WHAT THE TASK ASKS: Each line below that includes the word "wire" adds one to the count; give that count and nothing else.
======== PROVIDED MATERIAL ========
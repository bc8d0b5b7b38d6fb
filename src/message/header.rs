//! Header state: target token, reply address, delivery flags
//!
//! Transport (port/messenger) berada di luar crate ini; header hanya
//! membawa token-token mentah supaya bisa di-flatten apa adanya.

/// Token kosong
pub const NULL_TOKEN: i32 = -1;
/// Token "preferred handler"
pub const PREFERRED_TOKEN: i32 = -2;

/// Alamat reply (port + target token + team)
#[derive(Debug, Clone, Copy, PartialEq, Eq)]
pub struct ReplyAddress {
    pub port: i32,
    pub target: i32,
    pub team: i32,
}

impl ReplyAddress {
    pub fn new(port: i32, target: i32, team: i32) -> Self {
        Self { port, target, team }
    }

    /// Reply info hanya di-flatten kalau ketiga bagian valid
    #[inline(always)]
    pub fn is_valid(&self) -> bool {
        self.port >= 0 && self.target != NULL_TOKEN && self.team >= 0
    }
}

/// Flags yang di-set oleh transport, bukan oleh codec
#[derive(Debug, Clone, Copy, Default, PartialEq, Eq)]
pub struct DeliveryFlags {
    pub preferred: bool,
    pub reply_required: bool,
    pub reply_done: bool,
    pub is_reply: bool,
    pub was_delivered: bool,
}

/// Optional header sections
#[derive(Debug, Clone, Copy, Default, PartialEq, Eq)]
pub struct MessageHeader {
    pub target: Option<i32>,
    pub reply_to: Option<ReplyAddress>,
    pub delivery: DeliveryFlags,
}

impl MessageHeader {
    /// Target section ada di wire?
    #[inline(always)]
    pub fn has_target(&self) -> bool {
        matches!(self.target, Some(token) if token != NULL_TOKEN)
    }

    /// Reply section ada di wire?
    #[inline(always)]
    pub fn has_reply(&self) -> bool {
        matches!(self.reply_to, Some(address) if address.is_valid())
    }
}
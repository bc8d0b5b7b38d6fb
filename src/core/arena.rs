//! Relocatable Data Arena
//!
//! Satu buffer kontigu yang menyimpan semua name + value bytes:
//! ┌──────────────┬──────────────────┬──────────────┬─────────┐
//! │ name0\0      │ data0 ...        │ name1\0      │ data1.. │
//! └──────────────┴──────────────────┴──────────────┴─────────┘
//!
//! `resize(offset, delta)` menyisipkan atau menghapus bytes di tengah
//! buffer dan menggeser tail. Setiap resize boleh me-relocate buffer,
//! jadi caller hanya menyimpan offset, tidak pernah pointer.

use crate::error::{MessageError, Result};

/// Growable byte buffer dengan amortized growth dan shrink hysteresis
#[derive(Debug, Clone)]
pub struct DataArena {
    buffer: Vec<u8>,
    max_prealloc: usize,
}

impl DataArena {
    /// Membuat arena kosong (belum ada alokasi)
    pub fn new(max_prealloc: usize) -> Self {
        Self {
            buffer: Vec::new(),
            max_prealloc,
        }
    }

    /// Adopt bytes yang sudah jadi (dipakai saat unflatten)
    pub(crate) fn from_bytes(bytes: &[u8], max_prealloc: usize) -> Result<Self> {
        let mut buffer = Vec::new();
        buffer
            .try_reserve_exact(bytes.len())
            .map_err(|_| MessageError::OutOfMemory)?;
        buffer.extend_from_slice(bytes);
        Ok(Self {
            buffer,
            max_prealloc,
        })
    }

    #[inline(always)]
    pub fn len(&self) -> usize {
        self.buffer.len()
    }

    #[inline(always)]
    pub fn is_empty(&self) -> bool {
        self.buffer.is_empty()
    }

    /// Kapasitas buffer saat ini (len + slack)
    #[inline(always)]
    pub fn capacity(&self) -> usize {
        self.buffer.capacity()
    }

    #[inline(always)]
    pub fn as_bytes(&self) -> &[u8] {
        &self.buffer
    }

    /// Slice `len` bytes mulai dari `offset`
    ///
    /// Offsets selalu berasal dari field table, jadi out-of-range di sini
    /// adalah bug internal.
    #[inline(always)]
    pub fn slice(&self, offset: usize, len: usize) -> &[u8] {
        &self.buffer[offset..offset + len]
    }

    #[inline(always)]
    pub fn slice_mut(&mut self, offset: usize, len: usize) -> &mut [u8] {
        &mut self.buffer[offset..offset + len]
    }

    /// Copy `bytes` ke arena mulai di `offset` (region harus sudah ada)
    #[inline(always)]
    pub fn write_at(&mut self, offset: usize, bytes: &[u8]) {
        self.buffer[offset..offset + bytes.len()].copy_from_slice(bytes);
    }

    /// Insert `delta` bytes (delta > 0) atau hapus `|delta|` bytes (delta < 0)
    /// di `offset`, geser tail dengan satu bulk move.
    ///
    /// Bytes yang baru disisipkan di-zero. Kalau alokasi gagal, arena
    /// tetap persis seperti sebelum call.
    pub fn resize(&mut self, offset: usize, delta: isize) -> Result<()> {
        let len = self.buffer.len();
        if offset > len {
            return Err(MessageError::BadValue("arena offset past end"));
        }

        if delta == 0 {
            return Ok(());
        }

        if delta > 0 {
            let change = delta as usize;
            let needed = len.checked_add(change).ok_or(MessageError::OutOfMemory)?;
            self.reserve_for(needed)?;

            // Tidak ada lagi yang bisa gagal setelah ini
            self.buffer.resize(needed, 0);
            if offset < len {
                self.buffer.copy_within(offset..len, offset + change);
                self.buffer[offset..offset + change].fill(0);
            }
            return Ok(());
        }

        let change = delta.unsigned_abs();
        if change > len - offset {
            return Err(MessageError::BadValue("arena removal past end"));
        }

        self.buffer.copy_within(offset + change..len, offset);
        self.buffer.truncate(len - change);
        self.shrink_slack();
        Ok(())
    }

    /// Hapus semua data, lepas alokasi
    pub fn clear(&mut self) {
        self.buffer = Vec::new();
    }

    /// Grow capacity ke min(2*cap, cap + max_prealloc), minimal `needed`
    fn reserve_for(&mut self, needed: usize) -> Result<()> {
        let capacity = self.buffer.capacity();
        if needed <= capacity {
            return Ok(());
        }

        let doubled = capacity.saturating_mul(2);
        let capped = doubled.min(capacity.saturating_add(self.max_prealloc));
        let target = capped.max(needed);

        log::trace!(
            "arena grow: len={} cap={} -> target={}",
            self.buffer.len(),
            capacity,
            target
        );

        let len = self.buffer.len();
        if self.buffer.try_reserve_exact(target - len).is_err() {
            // Target preallocation terlalu besar; coba ukuran minimum
            self.buffer
                .try_reserve_exact(needed - len)
                .map_err(|_| MessageError::OutOfMemory)?;
        }
        Ok(())
    }

    /// Shrink kalau slack melebihi max_prealloc, sisakan max_prealloc/2
    fn shrink_slack(&mut self) {
        let len = self.buffer.len();
        let slack = self.buffer.capacity() - len;
        if slack > self.max_prealloc {
            let keep = self.max_prealloc / 2;
            log::trace!("arena shrink: len={} slack={} -> {}", len, slack, keep);
            self.buffer.shrink_to(len + keep);
        }
    }
}
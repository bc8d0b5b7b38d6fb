//! Core module: storage engine di bawah MessageStore
//!
//! Prinsip desain:
//! - Satu arena: semua name + data dalam satu buffer kontigu
//! - Index, bukan pointer: relocate arena tidak meng-invalidasi apa pun
//! - Gagal alokasi = error, state tetap seperti sebelum call

mod arena;
mod field_table;
mod mapped_file;

pub use arena::DataArena;
pub use field_table::{
    framed_size, hash_name, validate_name, FieldHeader, FieldTable, ItemLayout, Items,
    FIELD_FLAG_FIXED_SIZE, FIELD_FLAG_VALID, ITEM_ALIGNMENT, ITEM_LENGTH_PREFIX, MAX_DATA_SIZE,
    MAX_NAME_LENGTH,
};
pub use mapped_file::MessageFile;
/// Item-level operations. Semua offset item dihitung di sini saja.
impl FieldTable {
    /// Offset payload + panjang item ke-`item`
    pub fn item_range(&self, index: usize, item: usize) -> Result<(usize, usize)> {
        let field = &self.fields[index];
        if item >= field.count {
            return Err(MessageError::BadIndex);
        }

        match field.layout {
            ItemLayout::Fixed => {
                let size = field.data_size / field.count;
                Ok((field.data_offset() + item * size, size))
            }
            ItemLayout::Variable => {
                let (record, len) = self.record_at(index, item);
                Ok((record + ITEM_LENGTH_PREFIX, len))
            }
        }
    }

    /// Slice item ke-`item`
    pub fn item(&self, index: usize, item: usize) -> Result<&[u8]> {
        let (offset, len) = self.item_range(index, item)?;
        Ok(self.arena.slice(offset, len))
    }

    /// Walk record variable item; returns (record offset, payload len)
    fn record_at(&self, index: usize, item: usize) -> (usize, usize) {
        let bytes = self.arena.as_bytes();
        let mut record = self.fields[index].data_offset();
        for _ in 0..item {
            let len = read_u32_le(bytes, record) as usize;
            record += framed_size(len);
        }
        (record, read_u32_le(bytes, record) as usize)
    }

    /// Sisipkan item baru (zeroed) di akhir field; returns payload offset
    ///
    /// Fixed field menolak panjang yang berbeda dari item size yang sudah ada.
    pub fn append_item(&mut self, index: usize, len: usize) -> Result<usize> {
        if len == 0 {
            return Err(MessageError::BadValue("item length must be positive"));
        }
        if len > MAX_DATA_SIZE - ITEM_ALIGNMENT {
            return Err(MessageError::BadValue("item too large"));
        }

        let field = &self.fields[index];
        let end = field.end_offset();
        match field.layout {
            ItemLayout::Fixed => {
                if let Some(size) = field.item_size() {
                    if size != len {
                        return Err(MessageError::BadValue("item size differs from fixed size"));
                    }
                }
                self.resize_data(end, len as isize)?;
                let field = &mut self.fields[index];
                field.data_size += len;
                field.count += 1;
                Ok(end)
            }
            ItemLayout::Variable => {
                let record = framed_size(len);
                self.resize_data(end, record as isize)?;
                self.arena.write_at(end, &(len as u32).to_le_bytes());
                let field = &mut self.fields[index];
                field.data_size += record;
                field.count += 1;
                Ok(end + ITEM_LENGTH_PREFIX)
            }
        }
    }

    /// Resize item ke `len` bytes; returns payload offset
    ///
    /// Variable item yang berubah panjang menggeser semua item dan field
    /// sesudahnya.
    pub fn resize_item(&mut self, index: usize, item: usize, len: usize) -> Result<usize> {
        if len == 0 {
            return Err(MessageError::BadValue("item length must be positive"));
        }
        if len > MAX_DATA_SIZE - ITEM_ALIGNMENT {
            return Err(MessageError::BadValue("item too large"));
        }
        let field = &self.fields[index];
        if item >= field.count {
            return Err(MessageError::BadIndex);
        }

        match field.layout {
            ItemLayout::Fixed => {
                let size = field.data_size / field.count;
                if size != len {
                    return Err(MessageError::BadValue("item size differs from fixed size"));
                }
                Ok(field.data_offset() + item * size)
            }
            ItemLayout::Variable => {
                let (record, old_len) = self.record_at(index, item);
                let old_size = framed_size(old_len);
                let new_size = framed_size(len);

                if new_size > old_size {
                    self.resize_data(record + old_size, (new_size - old_size) as isize)?;
                } else if new_size < old_size {
                    self.resize_data(record + new_size, -((old_size - new_size) as isize))?;
                }

                self.arena.write_at(record, &(len as u32).to_le_bytes());
                // padding harus selalu nol
                let payload_end = record + ITEM_LENGTH_PREFIX + len;
                self.arena
                    .slice_mut(payload_end, record + new_size - payload_end)
                    .fill(0);

                let field = &mut self.fields[index];
                field.data_size = field.data_size + new_size - old_size;
                Ok(record + ITEM_LENGTH_PREFIX)
            }
        }
    }

    /// Hapus satu item; item terakhir menghapus seluruh field
    ///
    /// Returns `true` kalau field ikut terhapus.
    pub fn remove_item(&mut self, index: usize, item: usize) -> Result<bool> {
        let field = &self.fields[index];
        if item >= field.count {
            return Err(MessageError::BadIndex);
        }
        if field.count == 1 {
            self.remove(index)?;
            return Ok(true);
        }

        let (offset, size) = match field.layout {
            ItemLayout::Fixed => {
                let size = field.data_size / field.count;
                (field.data_offset() + item * size, size)
            }
            ItemLayout::Variable => {
                let (record, len) = self.record_at(index, item);
                (record, framed_size(len))
            }
        };

        self.resize_data(offset, -(size as isize))?;
        let field = &mut self.fields[index];
        field.data_size -= size;
        field.count -= 1;
        Ok(false)
    }

    /// Payload region yang bisa ditulis caller
    #[inline(always)]
    pub(crate) fn payload_mut(&mut self, offset: usize, len: usize) -> &mut [u8] {
        self.arena.slice_mut(offset, len)
    }
}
========
YOUR RESPONSE: 2